**Exercise description**
Looking at the data that follows, count the lines containing the word "ActivityTracker" and write down only that count.

**Dataset entries**
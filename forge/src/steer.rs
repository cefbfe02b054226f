//! `forge inform` and `forge abort`: out-of-band steering of a live session.

use std::path::PathBuf;

use anyhow::Result;
use thiserror::Error;
use tracing::{info, warn};

use crate::io::mailbox::{self, LEAD_TARGET, SentinelRemoval, is_active, remove_sentinel};
use crate::io::paths::ForgePaths;
use crate::io::prompt::abort_message;
use crate::io::run_log::{LogEntry, append_entry};
use crate::session::commit_progress;

pub const ABORT_COMMIT: &str = "forge: execute aborted by user";

#[derive(Debug, Error, PartialEq, Eq)]
pub enum SteerError {
    #[error("no active execute session (start one with `forge execute`)")]
    NoActiveSession,
}

/// What `abort` managed to do. Every step is best-effort except the message.
#[derive(Debug, Clone)]
pub struct AbortReport {
    pub sentinel: SentinelRemoval,
    pub message_path: PathBuf,
    pub committed: bool,
}

/// Queue `message` for `agent` in the running session.
pub fn inform(paths: &ForgePaths, agent: &str, message: &str) -> Result<PathBuf> {
    if !is_active(paths) {
        return Err(SteerError::NoActiveSession.into());
    }
    let path = mailbox::write(paths, agent, message)?;
    info!(agent, path = %path.display(), "message queued");
    append_entry(
        &paths.log_path,
        &LogEntry::now("inform", "queued").with_details(format!("{agent}: {message}")),
    )?;
    Ok(path)
}

/// Ask the lead to shut down and commit whatever is on disk.
///
/// There is no forcible stop: the session ends only when the lead honours
/// the queued message.
pub fn abort(paths: &ForgePaths) -> Result<AbortReport> {
    if !is_active(paths) {
        return Err(SteerError::NoActiveSession.into());
    }
    let sentinel = match remove_sentinel(paths) {
        Ok(removal) => removal,
        Err(err) => {
            warn!(err = %err, "could not remove sentinel");
            SentinelRemoval::AlreadyGone
        }
    };
    let message_path = mailbox::write(paths, LEAD_TARGET, abort_message())?;
    let committed = commit_progress(paths, ABORT_COMMIT);
    append_entry(
        &paths.log_path,
        &LogEntry::now("abort", "requested").with_details(if committed {
            "partial progress committed"
        } else {
            "nothing committed"
        }),
    )?;
    info!(committed, "abort requested");
    Ok(AbortReport {
        sentinel,
        message_path,
        committed,
    })
}

#[cfg(test)]
mod tests {
    use super::*;
    use crate::io::mailbox::{Sentinel, consume};
    use crate::io::run_log::read_recent;
    use crate::test_support::TestRepo;
    use std::fs;

    #[test]
    fn inform_requires_active_session() {
        let temp = tempfile::tempdir().expect("tempdir");
        let paths = ForgePaths::new(temp.path());
        let err = inform(&paths, "backend", "hi").expect_err("inactive");
        assert_eq!(err.downcast_ref::<SteerError>(), Some(&SteerError::NoActiveSession));
        assert!(!paths.inbox_dir.exists());
    }

    #[test]
    fn inform_queues_message_and_logs() {
        let temp = tempfile::tempdir().expect("tempdir");
        let paths = ForgePaths::new(temp.path());
        let _sentinel = Sentinel::create(&paths).expect("sentinel");

        inform(&paths, "backend", "use postgres").expect("inform");
        let drain = consume(&paths).expect("consume");
        assert_eq!(drain.messages.len(), 1);
        assert_eq!(drain.messages[0].target_agent, "backend");

        let log = read_recent(&paths.log_path, 5).expect("log");
        assert_eq!(log[0].action, "inform");
        assert_eq!(log[0].details.as_deref(), Some("backend: use postgres"));
    }

    #[test]
    fn abort_removes_sentinel_messages_lead_and_commits() {
        let repo = TestRepo::new().expect("repo");
        let paths = ForgePaths::new(repo.path());
        let sentinel = Sentinel::create(&paths).expect("sentinel");
        fs::write(repo.path().join("half-done.rs"), "fn main() {}\n").expect("write");

        let report = abort(&paths).expect("abort");
        assert_eq!(report.sentinel, SentinelRemoval::Removed);
        assert!(!is_active(&paths));
        assert!(report.committed);
        assert_eq!(repo.subjects().expect("log")[0], ABORT_COMMIT);

        let drain = consume(&paths).expect("consume");
        assert_eq!(drain.messages.len(), 1);
        assert_eq!(drain.messages[0].target_agent, LEAD_TARGET);
        assert!(drain.messages[0].message.starts_with("USER ABORT"));

        // The channel's own release still succeeds after an abort.
        assert_eq!(sentinel.release().expect("release"), SentinelRemoval::AlreadyGone);
    }

    #[test]
    fn abort_without_session_changes_nothing() {
        let temp = tempfile::tempdir().expect("tempdir");
        let paths = ForgePaths::new(temp.path());
        let err = abort(&paths).expect_err("inactive");
        assert!(err.downcast_ref::<SteerError>().is_some());
        assert!(!paths.log_path.exists());
    }
}
//! Per-participant activity tracking for a running session.
//!
//! [`ActivityTracker`] consumes [`SessionEvent`]s strictly in arrival order and
//! turns them into display [`Activity`] items. It owns no output handle and
//! reads no clock: every call receives `now`, which keeps the progress throttle
//! and the elapsed-time summary deterministic under test.
//!
//! State machine per participant: the lead starts `Idle`, a spawned participant
//! starts `Spawning`, moves to `Working` on tool use or progress, and to `Done`
//! on a completion keyed to its id. `Done` is terminal.

use std::collections::HashMap;
use std::fmt;
use std::time::{Duration, Instant};

use serde_json::Value;

use super::event::{ContentBlock, SessionEvent};
use super::summary::{describe_tool, is_spawn_tool, summarize_text, truncate_chars};

/// Display name of the lead participant.
pub const LEAD_NAME: &str = "Lead";
/// Longest display name derived from a spawn request.
pub const MAX_NAME_CHARS: usize = 20;
/// A progress event is only shown once the tool has run this long.
pub const PROGRESS_MIN_ELAPSED_SECS: f64 = 3.0;
/// Minimum gap between two progress lines for the same participant.
pub const PROGRESS_THROTTLE: Duration = Duration::from_secs(5);

#[derive(Debug, Clone, Copy, PartialEq, Eq)]
pub enum ParticipantStatus {
    Spawning,
    Working,
    Idle,
    Done,
}

impl ParticipantStatus {
    pub fn as_str(self) -> &'static str {
        match self {
            ParticipantStatus::Spawning => "spawning",
            ParticipantStatus::Working => "working",
            ParticipantStatus::Idle => "idle",
            ParticipantStatus::Done => "done",
        }
    }
}

impl fmt::Display for ParticipantStatus {
    fn fmt(&self, f: &mut fmt::Formatter<'_>) -> fmt::Result {
        f.write_str(self.as_str())
    }
}

/// Live state of the lead or one spawned participant. Lives for one session.
#[derive(Debug, Clone)]
pub struct ParticipantState {
    pub id: String,
    pub name: String,
    /// Position in the colour palette; the lead is always 0.
    pub palette_index: usize,
    pub status: ParticipantStatus,
    pub current_tool: Option<String>,
    pub last_progress_print: Option<Instant>,
    pub spawned_at: Instant,
}

impl ParticipantState {
    fn new(
        id: String,
        name: String,
        palette_index: usize,
        status: ParticipantStatus,
        now: Instant,
    ) -> Self {
        Self {
            id,
            name,
            palette_index,
            status,
            current_tool: None,
            last_progress_print: None,
            spawned_at: now,
        }
    }

    /// Record tool activity. A finished participant keeps its `Done` status.
    fn start_tool(&mut self, tool: &str) {
        self.current_tool = Some(tool.to_string());
        if self.status != ParticipantStatus::Done {
            self.status = ParticipantStatus::Working;
        }
    }

    /// Mark done; returns `false` if it already was.
    fn finish(&mut self) -> bool {
        if self.status == ParticipantStatus::Done {
            return false;
        }
        self.status = ParticipantStatus::Done;
        self.current_tool = None;
        true
    }
}

/// One line attributed to a participant.
#[derive(Debug, Clone, PartialEq, Eq)]
pub struct ActivityLine {
    pub speaker: String,
    pub palette_index: usize,
    pub text: String,
}

/// One row of the end-of-session team table.
#[derive(Debug, Clone, PartialEq, Eq)]
pub struct SummaryRow {
    pub name: String,
    pub palette_index: usize,
    pub status: ParticipantStatus,
    pub elapsed: Duration,
}

#[derive(Debug, Clone, PartialEq, Eq)]
pub enum Activity {
    Line(ActivityLine),
    Summary(Vec<SummaryRow>),
}

/// Which participant an event belongs to.
#[derive(Debug, Clone, Copy, PartialEq, Eq)]
enum Who {
    Lead,
    Spawned(usize),
}

pub struct ActivityTracker {
    stage: String,
    lead: ParticipantState,
    /// Spawned participants in spawn order.
    participants: Vec<ParticipantState>,
    by_id: HashMap<String, usize>,
    spawn_count: usize,
    started_at: Option<Instant>,
}

impl ActivityTracker {
    pub fn new(stage: impl Into<String>, now: Instant) -> Self {
        Self {
            stage: stage.into(),
            lead: ParticipantState::new(
                "lead".to_string(),
                LEAD_NAME.to_string(),
                0,
                ParticipantStatus::Idle,
                now,
            ),
            participants: Vec::new(),
            by_id: HashMap::new(),
            spawn_count: 0,
            started_at: None,
        }
    }

    pub fn lead(&self) -> &ParticipantState {
        &self.lead
    }

    pub fn participants(&self) -> &[ParticipantState] {
        &self.participants
    }

    pub fn participant(&self, id: &str) -> Option<&ParticipantState> {
        self.by_id.get(id).map(|&idx| &self.participants[idx])
    }

    /// Time of the session-start signal, if seen.
    pub fn started_at(&self) -> Option<Instant> {
        self.started_at
    }

    /// Widest display name, used to align prefixes.
    pub fn name_width(&self) -> usize {
        self.participants
            .iter()
            .map(|p| p.name.chars().count().min(MAX_NAME_CHARS))
            .chain(std::iter::once(LEAD_NAME.len()))
            .max()
            .unwrap_or(LEAD_NAME.len())
    }

    /// Classify one event and return what should be displayed for it.
    pub fn on_event(&mut self, event: &SessionEvent, now: Instant) -> Vec<Activity> {
        let mut out = Vec::new();
        match event {
            SessionEvent::System { .. } if event.is_init() => {
                self.started_at = Some(now);
                let text = format!("Session started ({})", self.stage);
                out.push(self.line(Who::Lead, text));
            }
            SessionEvent::Assistant {
                parent_tool_use_id,
                blocks,
            } => {
                let who = self.resolve(parent_tool_use_id.as_deref());
                for block in blocks {
                    self.on_block(who, block, now, &mut out);
                }
            }
            SessionEvent::ToolProgress {
                parent_tool_use_id,
                tool_name,
                elapsed_time_seconds,
            } => {
                let who = self.resolve(parent_tool_use_id.as_deref());
                let participant = self.state_mut(who);
                participant.start_tool(tool_name);
                let throttled = participant
                    .last_progress_print
                    .is_some_and(|last| now.saturating_duration_since(last) < PROGRESS_THROTTLE);
                if *elapsed_time_seconds >= PROGRESS_MIN_ELAPSED_SECS && !throttled {
                    participant.last_progress_print = Some(now);
                    let text = format!("⏳ {} ({}s)", tool_name, elapsed_time_seconds.round());
                    out.push(self.line(who, text));
                }
            }
            SessionEvent::User {
                parent_tool_use_id: Some(parent),
                has_tool_result: true,
            } => {
                if let Some(&idx) = self.by_id.get(parent.as_str())
                    && self.participants[idx].finish()
                {
                    out.push(self.line(Who::Spawned(idx), "Done ✓".to_string()));
                }
            }
            SessionEvent::Result(_) => {
                if !self.participants.is_empty() {
                    out.push(Activity::Summary(self.summary(now)));
                }
            }
            _ => {}
        }
        out
    }

    fn on_block(&mut self, who: Who, block: &ContentBlock, now: Instant, out: &mut Vec<Activity>) {
        match block {
            ContentBlock::ToolUse { id, name, input } if is_spawn_tool(name) => {
                let spawned = self.register(id.clone(), &spawn_name(input), now);
                let spawned_name = self.participants[spawned].name.clone();
                out.push(self.line(who, format!("Spawning teammate: {spawned_name}")));
                out.push(self.line(Who::Spawned(spawned), "Started".to_string()));
            }
            ContentBlock::ToolUse { name, input, .. } => {
                self.state_mut(who).start_tool(name);
                if let Some(text) = describe_tool(name, input) {
                    out.push(self.line(who, text));
                }
            }
            ContentBlock::Text(text) => {
                if let Some(summary) = summarize_text(text) {
                    out.push(self.line(who, summary));
                }
            }
            ContentBlock::Other => {}
        }
    }

    /// Register a spawned participant and return its index.
    ///
    /// A name already used by the lead or an earlier participant gets a
    /// numeric suffix, starting at the running spawn count and rising until
    /// the result is unused.
    fn register(&mut self, id: Option<String>, name: &str, now: Instant) -> usize {
        let id = id.unwrap_or_else(|| format!("task-{}", self.spawn_count));
        self.spawn_count += 1;
        let mut display = name.to_string();
        let mut suffix = self.spawn_count;
        while self.name_taken(&display) {
            display = format!("{name}-{suffix}");
            suffix += 1;
        }
        let idx = self.participants.len();
        self.participants.push(ParticipantState::new(
            id.clone(),
            display,
            self.spawn_count,
            ParticipantStatus::Spawning,
            now,
        ));
        self.by_id.insert(id, idx);
        idx
    }

    fn name_taken(&self, name: &str) -> bool {
        self.lead.name == name || self.participants.iter().any(|p| p.name == name)
    }

    /// Unknown or absent parent ids fall back to the lead.
    fn resolve(&self, parent_tool_use_id: Option<&str>) -> Who {
        parent_tool_use_id
            .and_then(|id| self.by_id.get(id))
            .map_or(Who::Lead, |&idx| Who::Spawned(idx))
    }

    fn state(&self, who: Who) -> &ParticipantState {
        match who {
            Who::Lead => &self.lead,
            Who::Spawned(idx) => &self.participants[idx],
        }
    }

    fn state_mut(&mut self, who: Who) -> &mut ParticipantState {
        match who {
            Who::Lead => &mut self.lead,
            Who::Spawned(idx) => &mut self.participants[idx],
        }
    }

    fn line(&self, who: Who, text: String) -> Activity {
        let state = self.state(who);
        Activity::Line(ActivityLine {
            speaker: state.name.clone(),
            palette_index: state.palette_index,
            text,
        })
    }

    fn summary(&self, now: Instant) -> Vec<SummaryRow> {
        self.participants
            .iter()
            .map(|p| SummaryRow {
                name: p.name.clone(),
                palette_index: p.palette_index,
                status: p.status,
                elapsed: now.saturating_duration_since(p.spawned_at),
            })
            .collect()
    }
}

/// Display name for a spawn request: `name`, else `description`, else `agent`.
pub fn spawn_name(input: &Value) -> String {
    let field = |key: &str| {
        input
            .get(key)
            .and_then(Value::as_str)
            .filter(|s| !s.is_empty())
    };
    if let Some(name) = field("name") {
        return name.chars().take(MAX_NAME_CHARS).collect();
    }
    if let Some(description) = field("description") {
        return truncate_chars(description, MAX_NAME_CHARS);
    }
    "agent".to_string()
}
//! Development-time tracing for debugging forge.
//!
//! # Separation of Concerns
//!
//! - **Tracing (this module)**: Dev diagnostics via `RUST_LOG`, output to stderr.
//!   Not persisted, not part of forge product output.
//!
//! - **Run log (`io/run_log`)**: Product records in `<state>/log.jsonl`, read by
//!   `forge watch`. Always written, unaffected by `RUST_LOG`.

use tracing_subscriber::{EnvFilter, fmt, layer::SubscriberExt, util::SubscriberInitExt};

/// Initialize tracing subscriber for development logging.
///
/// Reads `RUST_LOG` env var. Defaults to `warn` if unset.
/// Output: stderr, compact format.
///
/// # Example
/// ```bash
/// RUST_LOG=forge=debug forge execute --prompt execute.md
/// ```
pub fn init() {
    let filter = EnvFilter::try_from_default_env().unwrap_or_else(|_| EnvFilter::new("warn"));

    tracing_subscriber::registry()
        .with(filter)
        .with(fmt::layer().with_writer(std::io::stderr).compact())
        .init();
}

**Output of the task**
3